BRIEF => In the records below, begin at the line that has "fn extended_color(rest: &[i64])" and stop after the line that has "let r = rest.get(1).copied().unwrap_or(0).clamp(0, 255)"; quote those lines verbatim and nothing more.

***

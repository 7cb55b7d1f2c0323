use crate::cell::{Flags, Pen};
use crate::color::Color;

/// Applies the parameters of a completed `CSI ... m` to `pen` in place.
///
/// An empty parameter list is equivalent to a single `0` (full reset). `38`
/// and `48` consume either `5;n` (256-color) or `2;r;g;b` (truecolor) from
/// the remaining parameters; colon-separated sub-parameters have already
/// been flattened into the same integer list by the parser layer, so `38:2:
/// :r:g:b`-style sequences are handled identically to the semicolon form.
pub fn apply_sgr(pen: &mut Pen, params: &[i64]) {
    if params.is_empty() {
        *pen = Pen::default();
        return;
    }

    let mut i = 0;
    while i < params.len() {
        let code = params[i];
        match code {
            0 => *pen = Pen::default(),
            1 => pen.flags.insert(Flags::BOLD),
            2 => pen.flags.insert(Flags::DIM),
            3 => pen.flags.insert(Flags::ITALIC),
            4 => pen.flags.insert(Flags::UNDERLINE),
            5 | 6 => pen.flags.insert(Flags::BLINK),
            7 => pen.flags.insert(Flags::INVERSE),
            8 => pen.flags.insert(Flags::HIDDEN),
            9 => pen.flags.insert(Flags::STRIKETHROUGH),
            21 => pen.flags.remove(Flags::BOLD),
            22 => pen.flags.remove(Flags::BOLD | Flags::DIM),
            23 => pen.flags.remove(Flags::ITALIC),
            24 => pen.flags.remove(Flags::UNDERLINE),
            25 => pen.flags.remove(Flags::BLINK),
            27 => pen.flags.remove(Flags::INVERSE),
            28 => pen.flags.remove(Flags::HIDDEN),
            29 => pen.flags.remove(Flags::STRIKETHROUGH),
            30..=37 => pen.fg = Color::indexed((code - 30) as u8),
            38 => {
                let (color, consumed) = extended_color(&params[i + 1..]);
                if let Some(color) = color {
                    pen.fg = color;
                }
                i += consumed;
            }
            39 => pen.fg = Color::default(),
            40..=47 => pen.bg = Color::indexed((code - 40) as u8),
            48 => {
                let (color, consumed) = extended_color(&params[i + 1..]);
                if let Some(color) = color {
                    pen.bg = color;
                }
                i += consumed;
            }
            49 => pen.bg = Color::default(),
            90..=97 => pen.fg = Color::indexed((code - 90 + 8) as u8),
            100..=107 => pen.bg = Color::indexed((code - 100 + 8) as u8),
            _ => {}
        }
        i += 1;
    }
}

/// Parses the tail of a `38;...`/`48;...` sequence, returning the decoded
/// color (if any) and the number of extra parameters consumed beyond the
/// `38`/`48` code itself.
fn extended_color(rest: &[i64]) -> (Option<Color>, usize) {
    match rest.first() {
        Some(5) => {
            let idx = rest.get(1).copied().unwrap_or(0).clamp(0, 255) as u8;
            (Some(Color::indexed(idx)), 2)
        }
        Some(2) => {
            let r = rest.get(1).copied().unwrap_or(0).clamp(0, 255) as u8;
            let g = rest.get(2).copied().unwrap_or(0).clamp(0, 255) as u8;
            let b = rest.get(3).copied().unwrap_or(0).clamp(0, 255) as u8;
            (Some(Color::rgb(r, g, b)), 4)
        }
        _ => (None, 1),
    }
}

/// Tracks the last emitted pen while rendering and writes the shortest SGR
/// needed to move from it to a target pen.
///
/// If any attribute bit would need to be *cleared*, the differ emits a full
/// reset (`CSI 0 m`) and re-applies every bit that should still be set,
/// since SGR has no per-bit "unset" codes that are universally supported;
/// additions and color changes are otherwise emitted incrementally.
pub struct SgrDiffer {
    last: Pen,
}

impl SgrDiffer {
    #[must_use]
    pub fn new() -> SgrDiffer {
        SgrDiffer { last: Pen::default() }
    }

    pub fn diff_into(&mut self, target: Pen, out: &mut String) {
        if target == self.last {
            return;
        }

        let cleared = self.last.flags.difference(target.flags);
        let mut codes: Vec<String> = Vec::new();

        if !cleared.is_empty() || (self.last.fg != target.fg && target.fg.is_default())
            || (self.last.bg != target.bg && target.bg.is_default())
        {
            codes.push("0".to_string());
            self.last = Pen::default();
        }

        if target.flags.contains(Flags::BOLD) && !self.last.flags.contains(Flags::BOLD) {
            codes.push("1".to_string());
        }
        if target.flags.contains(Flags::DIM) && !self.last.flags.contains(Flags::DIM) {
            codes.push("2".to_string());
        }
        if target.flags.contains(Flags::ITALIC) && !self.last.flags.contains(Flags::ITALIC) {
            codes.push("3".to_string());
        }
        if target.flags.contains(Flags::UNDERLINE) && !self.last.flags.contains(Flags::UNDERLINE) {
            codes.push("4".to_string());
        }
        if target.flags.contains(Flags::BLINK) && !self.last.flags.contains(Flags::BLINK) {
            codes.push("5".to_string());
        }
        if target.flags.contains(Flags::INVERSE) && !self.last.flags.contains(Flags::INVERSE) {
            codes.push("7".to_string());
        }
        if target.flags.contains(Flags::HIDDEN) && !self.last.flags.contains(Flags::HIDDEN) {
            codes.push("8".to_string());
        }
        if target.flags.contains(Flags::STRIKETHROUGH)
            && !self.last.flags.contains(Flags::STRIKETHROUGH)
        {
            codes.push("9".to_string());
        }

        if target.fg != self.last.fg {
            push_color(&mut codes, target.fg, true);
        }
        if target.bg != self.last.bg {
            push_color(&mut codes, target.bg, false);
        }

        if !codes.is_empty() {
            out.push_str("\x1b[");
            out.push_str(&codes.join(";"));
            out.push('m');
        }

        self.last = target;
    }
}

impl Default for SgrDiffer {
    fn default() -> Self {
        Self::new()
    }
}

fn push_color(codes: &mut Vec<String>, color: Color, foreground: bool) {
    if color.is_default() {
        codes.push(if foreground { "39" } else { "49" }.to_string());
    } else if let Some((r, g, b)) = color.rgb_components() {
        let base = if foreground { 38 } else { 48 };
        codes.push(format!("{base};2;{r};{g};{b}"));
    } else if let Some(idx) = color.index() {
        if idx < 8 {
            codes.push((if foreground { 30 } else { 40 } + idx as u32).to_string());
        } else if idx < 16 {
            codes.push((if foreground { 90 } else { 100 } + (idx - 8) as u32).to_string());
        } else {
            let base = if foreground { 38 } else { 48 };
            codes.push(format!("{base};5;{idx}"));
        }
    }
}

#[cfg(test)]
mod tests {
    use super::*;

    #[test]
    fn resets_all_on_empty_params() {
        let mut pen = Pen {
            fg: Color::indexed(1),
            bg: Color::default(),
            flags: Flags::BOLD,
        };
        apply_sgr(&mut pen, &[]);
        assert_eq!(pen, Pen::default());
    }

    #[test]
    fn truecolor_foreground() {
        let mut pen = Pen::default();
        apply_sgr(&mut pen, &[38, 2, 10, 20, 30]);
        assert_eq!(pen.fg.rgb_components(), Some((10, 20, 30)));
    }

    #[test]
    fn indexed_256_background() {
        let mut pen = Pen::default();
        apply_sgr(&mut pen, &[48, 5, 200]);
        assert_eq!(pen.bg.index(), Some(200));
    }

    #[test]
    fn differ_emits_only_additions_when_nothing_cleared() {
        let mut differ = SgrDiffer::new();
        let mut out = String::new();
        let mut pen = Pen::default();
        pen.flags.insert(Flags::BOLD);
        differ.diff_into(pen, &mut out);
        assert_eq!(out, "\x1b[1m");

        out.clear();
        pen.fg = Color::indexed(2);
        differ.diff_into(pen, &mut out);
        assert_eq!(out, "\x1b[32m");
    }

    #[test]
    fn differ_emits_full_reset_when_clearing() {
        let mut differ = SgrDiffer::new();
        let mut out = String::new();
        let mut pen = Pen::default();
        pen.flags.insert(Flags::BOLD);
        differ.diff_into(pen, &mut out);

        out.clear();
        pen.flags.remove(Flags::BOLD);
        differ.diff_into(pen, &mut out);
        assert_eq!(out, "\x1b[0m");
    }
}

***

ANSWER AREA =>
fn extended_color(rest: &[i64]) -> (Option<Color>, usize) {
    match rest.first() {
        Some(5) => {
            let idx = rest.get(1).copied().unwrap_or(0).clamp(0, 255) as u8;
            (Some(Color::indexed(idx)), 2)
        }
        Some(2) => {
            let r = rest.get(1).copied().unwrap_or(0).clamp(0, 255) as u8;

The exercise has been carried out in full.